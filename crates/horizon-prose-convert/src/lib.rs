//! Conversion of Horizon Prose rich text to markup.
//!
//! Every converter walks the runs of a [`RichText`](horizon_prose_text::RichText)
//! and reacts to the attribute change at each run boundary. Two strategies
//! share that walk:
//!
//! - [`AttributeBasedConverter`]: emits output for each changed attribute and
//!   explicitly restores prior state, as terminal escape codes require
//!   ([`AnsiConverter`]).
//! - [`TagBasedConverter`]: maps styles to paired tags that are closed in
//!   reverse order of opening ([`HtmlConverter`]).
//!
//! Configured converters are immutable and may be shared between threads.

pub mod ansi;
mod attribute_based;
pub mod html;
mod protocol;
mod tag_based;

pub use ansi::{AnsiConverter, AnsiConverterBuilder};
pub use attribute_based::{AttributeBasedConverter, AttributeMapper, AttributeMappings};
pub use html::{
    HtmlConverter, HtmlConverterBuilder, HtmlFragment, HtmlMapper, HtmlTag, MappingContext,
    StandardHtmlMapping, TagFormatting,
};
pub use protocol::{Converter, RunTransitionSink, walk_runs};
pub use tag_based::{MarkupTag, TagBasedConverter};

THE PROBLEM | Where a line above contains the string "AnsiConverter", tally it, then give the number alone.

RESULT OF THIS EXERCISE | 2